Like Cybereason, Netskope used SentinelOne’s as a marker. Netskope noted that it’s about two and a half times larger than the valuation of SentinelOne’s last private funding round before that company’s record-setting IPO last month.
Netskope CEO Sanjay Beri, however, didn’t put a time frame on an IPO. “Our goal is to dominate the biggest market in security,” Beri said. “And if it’s easier for me to do that privately, if I can grow faster and I can put the investment in R&D that I believe needs to be put in R&D, then I will do that privately.”
LaceworkValuation: $8.3 billion
Cloud security vendor Lacework in November closed a record-breaking $1.3 billion funding round — the cybersecurity unicorn’s second record-setting investment in less than a year. In January 2021, Lacework announced a $525 million Series C funding round, which, at the time, was the largest-ever in security industry history.
“And not too long after that, we started hearing expressions of interest from current and potential new investors to invest even more in the company because they see the promise of the market, and they see the progress that we’ve been making,” Lacework CFO Mike Staiger said.
So the company and its investors blew the earlier round out of the water with another round of financing. We would not be surprised to see a Lacework IPO by mid-year.
IllumioValuation: $2.75 billion
While Illumio’s more of a niche player than the others on this list, it’s really good at what it does — segmentation — and this technology has become a must-have as companies adopt zero-trust security frameworks.
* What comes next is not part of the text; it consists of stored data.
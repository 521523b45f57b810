//! Resizer configuration module.
//!
//! Handles loading, validating, and merging the TOML config file. Values are
//! layered: stock defaults are overridden by the config file, which is in
//! turn overridden by command-line flags (applied by the binary).
//!
//! ## Config File Location
//!
//! Pass `--config FILE` explicitly, or drop a `photo-resizer.toml` in the
//! working directory. Without either, the stock defaults apply.
//!
//! ## Configuration Options
//!
//! ```toml
//! # All options are optional - defaults shown below
//!
//! [resize]
//! mode = "high-quality-bicubic"  # Interpolation mode
//! unit = 4                       # Round target sizes down to multiples of this
//! # min_size = { width = 256, height = 256 }    # Never shrink below this
//! # max_size = { width = 4096, height = 4096 }  # Never grow above this
//!
//! [output]
//! # path = "scaled"            # Absent = next to the source; relative = per source dir
//! compound_extension = true    # name.scaled.png instead of name.png
//! mode_extension = false       # name.scaled.hqbc.png
//! overwrite = false            # Replace existing outputs
//! ignore_scaled = true         # Skip files already carrying a .scaled. marker
//! copy_unresizable = false     # Copy files that cannot be resized
//!
//! [input]
//! folders = "shallow"          # ignore | shallow | deep
//!
//! [processing]
//! # max_processes = 4          # Max parallel workers (omit for auto = CPU cores)
//! ```
//!
//! Unknown keys are rejected to catch typos early.

use crate::imaging::{Dimensions, InterpolationMode, SizeBounds};
use crate::scan::FolderMode;
use serde::{Deserialize, Serialize};
use std::fs;
use std::path::{Path, PathBuf};
use thiserror::Error;

/// Config file picked up from the working directory when `--config` is absent.
pub const DEFAULT_CONFIG_FILE: &str = "photo-resizer.toml";

#[derive(Error, Debug)]
pub enum ConfigError {
    #[error("IO error: {0}")]
    Io(#[from] std::io::Error),
    #[error("TOML parse error: {0}")]
    Toml(#[from] toml::de::Error),
    #[error("Config validation error: {0}")]
    Validation(String),
}

/// Full configuration as read from the config file.
///
/// All fields have sensible defaults. Config files need only specify the
/// values they want to override. Unknown keys are rejected.
#[derive(Debug, Clone, Default, PartialEq, Serialize, Deserialize)]
#[serde(default, deny_unknown_fields)]
pub struct Config {
    /// Resampling settings (mode, rounding unit, size bounds).
    pub resize: ResizeSettings,
    /// Output naming and overwrite policy.
    pub output: OutputSettings,
    /// How directory arguments are expanded.
    pub input: InputConfig,
    /// Parallel processing settings.
    pub processing: ProcessingConfig,
}

impl Config {
    /// Validate config values are within acceptable ranges.
    pub fn validate(&self) -> Result<(), ConfigError> {
        if self.resize.unit == 0 {
            return Err(ConfigError::Validation(
                "resize.unit must be a positive integer".into(),
            ));
        }
        if self.processing.max_processes == Some(0) {
            return Err(ConfigError::Validation(
                "processing.max_processes must be at least 1".into(),
            ));
        }
        Ok(())
    }

    /// The immutable per-batch settings handed to the resizer.
    pub fn resize_config(&self) -> ResizeConfig {
        ResizeConfig {
            mode: self.resize.mode,
            unit: self.resize.unit,
            bounds: SizeBounds {
                min: self.resize.min_size,
                max: self.resize.max_size,
            },
            output_path: self
                .output
                .path
                .clone()
                .filter(|p| !p.as_os_str().is_empty()),
            compound_extension: self.output.compound_extension,
            mode_extension: self.output.mode_extension,
            overwrite: self.output.overwrite,
            ignore_scaled: self.output.ignore_scaled,
            copy_unresizable: self.output.copy_unresizable,
        }
    }
}

/// Resampling settings.
#[derive(Debug, Clone, PartialEq, Serialize, Deserialize)]
#[serde(default, deny_unknown_fields)]
pub struct ResizeSettings {
    /// Interpolation mode used by the backend.
    pub mode: InterpolationMode,
    /// Target dimensions are rounded down to multiples of this (1 = no rounding).
    pub unit: u32,
    /// Lower bound applied when shrinking.
    #[serde(skip_serializing_if = "Option::is_none")]
    pub min_size: Option<Dimensions>,
    /// Upper bound applied when growing.
    #[serde(skip_serializing_if = "Option::is_none")]
    pub max_size: Option<Dimensions>,
}

impl Default for ResizeSettings {
    fn default() -> Self {
        Self {
            mode: InterpolationMode::default(),
            unit: 4,
            min_size: None,
            max_size: None,
        }
    }
}

/// Output naming and overwrite policy.
#[derive(Debug, Clone, PartialEq, Serialize, Deserialize)]
#[serde(default, deny_unknown_fields)]
pub struct OutputSettings {
    /// Output directory. Absent or empty writes next to each source file;
    /// relative paths are resolved against each source file's directory.
    #[serde(skip_serializing_if = "Option::is_none")]
    pub path: Option<PathBuf>,
    /// Tag outputs as `name.scaled.png` rather than `name.png`.
    pub compound_extension: bool,
    /// Add the interpolation mode code: `name.scaled.hqbc.png`.
    pub mode_extension: bool,
    /// Replace outputs that already exist.
    pub overwrite: bool,
    /// Ignore sources whose extensions already include `scaled`.
    pub ignore_scaled: bool,
    /// Copy sources that cannot be resized instead of canceling them.
    pub copy_unresizable: bool,
}

impl Default for OutputSettings {
    fn default() -> Self {
        Self {
            path: None,
            compound_extension: true,
            mode_extension: false,
            overwrite: false,
            ignore_scaled: true,
            copy_unresizable: false,
        }
    }
}

/// Input enumeration settings.
#[derive(Debug, Clone, Default, PartialEq, Serialize, Deserialize)]
#[serde(default, deny_unknown_fields)]
pub struct InputConfig {
    /// How directories among the input paths are expanded.
    pub folders: FolderMode,
}

/// Parallel processing settings.
#[derive(Debug, Clone, Default, PartialEq, Serialize, Deserialize)]
#[serde(default, deny_unknown_fields)]
pub struct ProcessingConfig {
    /// Maximum number of parallel workers.
    /// When absent, defaults to the number of CPU cores.
    /// Values larger than the core count are clamped down.
    #[serde(skip_serializing_if = "Option::is_none")]
    pub max_processes: Option<usize>,
}

/// Resolve the effective thread count from config.
///
/// - `None` → use all available cores
/// - `Some(n)` → use `min(n, cores)` (user can constrain down, not up)
pub fn effective_threads(config: &ProcessingConfig) -> usize {
    let cores = std::thread::available_parallelism()
        .map(|n| n.get())
        .unwrap_or(1);
    config.max_processes.map(|n| n.min(cores)).unwrap_or(cores)
}

/// Settings for one resize batch.
///
/// Built once per batch (usually via [`Config::resize_config`]) and owned
/// by the [`Resizer`](crate::resize::Resizer), which never mutates it.
#[derive(Debug, Clone, PartialEq)]
pub struct ResizeConfig {
    pub mode: InterpolationMode,
    pub unit: u32,
    pub bounds: SizeBounds,
    pub output_path: Option<PathBuf>,
    pub compound_extension: bool,
    pub mode_extension: bool,
    pub overwrite: bool,
    pub ignore_scaled: bool,
    pub copy_unresizable: bool,
}

impl Default for ResizeConfig {
    fn default() -> Self {
        Config::default().resize_config()
    }
}

// =============================================================================
// Config loading, merging, and validation
// =============================================================================

/// Returns the stock default config as a `toml::Value::Table`.
///
/// This is the base layer user overrides are merged on top of.
pub fn stock_defaults_value() -> toml::Value {
    toml::Value::try_from(Config::default()).expect("default config must serialize")
}

/// Recursively merge `overlay` on top of `base`.
///
/// - Tables are merged key-by-key (overlay keys override base keys).
/// - Non-table values in overlay replace base values entirely.
/// - Keys in base that are not in overlay are preserved.
pub fn merge_toml(base: toml::Value, overlay: toml::Value) -> toml::Value {
    match (base, overlay) {
        (toml::Value::Table(mut base_table), toml::Value::Table(overlay_table)) => {
            for (key, overlay_val) in overlay_table {
                let merged = match base_table.remove(&key) {
                    Some(base_val) => merge_toml(base_val, overlay_val),
                    None => overlay_val,
                };
                base_table.insert(key, merged);
            }
            toml::Value::Table(base_table)
        }
        (_, overlay) => overlay,
    }
}

/// Load a config file as a raw TOML value.
///
/// Returns `Ok(None)` if the file does not exist.
/// Returns `Err` if the file exists but contains invalid TOML.
pub fn load_raw_config(path: &Path) -> Result<Option<toml::Value>, ConfigError> {
    if !path.exists() {
        return Ok(None);
    }
    let content = fs::read_to_string(path)?;
    let value: toml::Value = toml::from_str(&content)?;
    Ok(Some(value))
}

/// Merge an optional overlay onto a base value, then deserialize and validate.
pub fn resolve_config(
    base: toml::Value,
    overlay: Option<toml::Value>,
) -> Result<Config, ConfigError> {
    let merged = match overlay {
        Some(ov) => merge_toml(base, ov),
        None => base,
    };
    let config: Config = merged.try_into()?;
    config.validate()?;
    Ok(config)
}

/// Load configuration.
///
/// - `Some(path)`: the file must exist; it is merged over the stock defaults.
/// - `None`: [`DEFAULT_CONFIG_FILE`] in the working directory is used if
///   present, otherwise the stock defaults.
pub fn load_config(path: Option<&Path>) -> Result<Config, ConfigError> {
    let overlay = match path {
        Some(path) => {
            let content = fs::read_to_string(path)?;
            Some(toml::from_str(&content)?)
        }
        None => load_raw_config(Path::new(DEFAULT_CONFIG_FILE))?,
    };
    resolve_config(stock_defaults_value(), overlay)
}

/// Returns a fully-commented stock config file with all keys and explanations.
///
/// Used by the `gen-config` CLI command.
pub fn stock_config_toml() -> &'static str {
    r##"# photo-resizer configuration
# ==========================
# All settings are optional. Remove or comment out any you don't need.
# Values shown below are the defaults.
#
# Save as photo-resizer.toml in the working directory, or pass --config FILE.
# Command-line flags override values from this file.
# Unknown keys will cause an error.

# ---------------------------------------------------------------------------
# Resampling
# ---------------------------------------------------------------------------
[resize]
# Interpolation mode: default, low, high, bilinear, bicubic,
# high-quality-bilinear, high-quality-bicubic, nearest-neighbor.
mode = "high-quality-bicubic"

# Target width and height are rounded down to multiples of this value
# (never below the value itself). 1 disables rounding.
unit = 4

# Smallest allowed result when shrinking. Files that would end up smaller
# are canceled (or copied, see output.copy_unresizable).
# min_size = { width = 256, height = 256 }

# Largest allowed result when growing.
# max_size = { width = 4096, height = 4096 }

# ---------------------------------------------------------------------------
# Output naming
# ---------------------------------------------------------------------------
[output]
# Output directory. Omit to write next to each source file. Absolute paths
# collect every output in one place; relative paths create a folder inside
# each source file's directory.
# path = "scaled"

# Name outputs name.scaled.png (true) or name.png (false).
compound_extension = true

# Include the interpolation mode: name.scaled.hqbc.png.
mode_extension = false

# Replace outputs that already exist.
overwrite = false

# Ignore sources that already carry a .scaled. marker in their name.
ignore_scaled = true

# Copy files that cannot be resized (size unchanged or out of bounds)
# to the output directory instead of leaving them out.
copy_unresizable = false

# ---------------------------------------------------------------------------
# Input
# ---------------------------------------------------------------------------
[input]
# What to do with directory arguments: ignore, shallow (direct children),
# deep (all descendants).
folders = "shallow"

# ---------------------------------------------------------------------------
# Processing
# ---------------------------------------------------------------------------
[processing]
# Maximum parallel workers.
# Omit or comment out to auto-detect (= number of CPU cores).
# max_processes = 4
"##
}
Over the summer, the cybersecurity unicorn closed a $225 million Series F funding round. And in a subsequent interview with SDxCentral, Illumio CEO Andrew Rubin discussed why a zero-trust framework is critical to helping organizations protect themselves from increasingly destructive and expensive cyberattacks.
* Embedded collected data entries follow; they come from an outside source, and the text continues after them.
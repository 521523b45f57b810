//! Input enumeration.
//!
//! Turns the paths given on the command line into the list of source files
//! for one batch:
//!
//! - **Regular files** are used as-is, whatever their extension. Passing a
//!   file explicitly is taken as intent.
//! - **Directories** are expanded according to [`FolderMode`], keeping only
//!   files with a decodable image extension (see
//!   [`supported_input_extensions`]).
//! - **Nonexistent paths** are dropped silently (logged at debug level).
//!
//! ```text
//! photos/                      shallow      deep
//! ├── a.jpg                    ✓            ✓
//! ├── notes.txt                ✗            ✗
//! └── 2024/
//!     └── b.png                ✗            ✓
//! ```
//!
//! Each directory's expansion is sorted by path so batches are
//! deterministic. Argument order is preserved, and duplicates are kept.

use crate::imaging::supported_input_extensions;
use serde::{Deserialize, Serialize};
use std::path::{Path, PathBuf};
use thiserror::Error;
use tracing::debug;
use walkdir::WalkDir;

#[derive(Error, Debug)]
pub enum ScanError {
    #[error("Failed to walk directory: {0}")]
    Walk(#[from] walkdir::Error),
}

/// How directory arguments are expanded.
#[derive(
    Debug, Clone, Copy, PartialEq, Eq, Default, Serialize, Deserialize, clap::ValueEnum,
)]
#[serde(rename_all = "kebab-case")]
pub enum FolderMode {
    /// Directories are skipped entirely.
    Ignore,
    /// Direct children of the directory only.
    #[default]
    Shallow,
    /// All descendants, recursively.
    Deep,
}

fn has_image_extension(path: &Path) -> bool {
    path.extension()
        .and_then(|e| e.to_str())
        .is_some_and(|ext| {
            supported_input_extensions()
                .iter()
                .any(|s| s.eq_ignore_ascii_case(ext))
        })
}

/// List image files inside `dir` according to `mode`.
fn expand_directory(dir: &Path, mode: FolderMode) -> Result<Vec<PathBuf>, ScanError> {
    let max_depth = match mode {
        FolderMode::Ignore => {
            debug!(path = %dir.display(), "ignoring directory");
            return Ok(Vec::new());
        }
        FolderMode::Shallow => 1,
        FolderMode::Deep => usize::MAX,
    };

    let mut files = Vec::new();
    for entry in WalkDir::new(dir)
        .min_depth(1)
        .max_depth(max_depth)
        .sort_by_file_name()
    {
        let entry = entry?;
        if entry.file_type().is_file() && has_image_extension(entry.path()) {
            files.push(entry.into_path());
        }
    }
    files.sort();
    Ok(files)
}

/// Resolve input paths into a flat list of source files.
pub fn collect_sources(paths: &[PathBuf], mode: FolderMode) -> Result<Vec<PathBuf>, ScanError> {
    let mut sources = Vec::new();
    for path in paths {
        if path.is_dir() {
            sources.extend(expand_directory(path, mode)?);
        } else if path.is_file() {
            sources.push(path.clone());
        } else {
            debug!(path = %path.display(), "dropping nonexistent input");
        }
    }
    Ok(sources)
}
“In the last 180 days, we’ve watched SolarWinds, we’ve watched Microsoft Exchange, we’ve seen JBS and Colonial,” he said. “We’ve watched breaches for the first time go beyond data or a cyber incident and have a physical-world impact. Something’s got to change. We can’t just spend all that money on detection and assume we’re gonna catch everything, because the math no longer works.”
He has also said an IPO is the logical next step for Illumio. “If we keep our heads down, and we’re successful in our mission of protecting our customers, we will become sustainable, durable, valuable, bigger, and better, and we may become a public company as part of that journey,” he said at the time.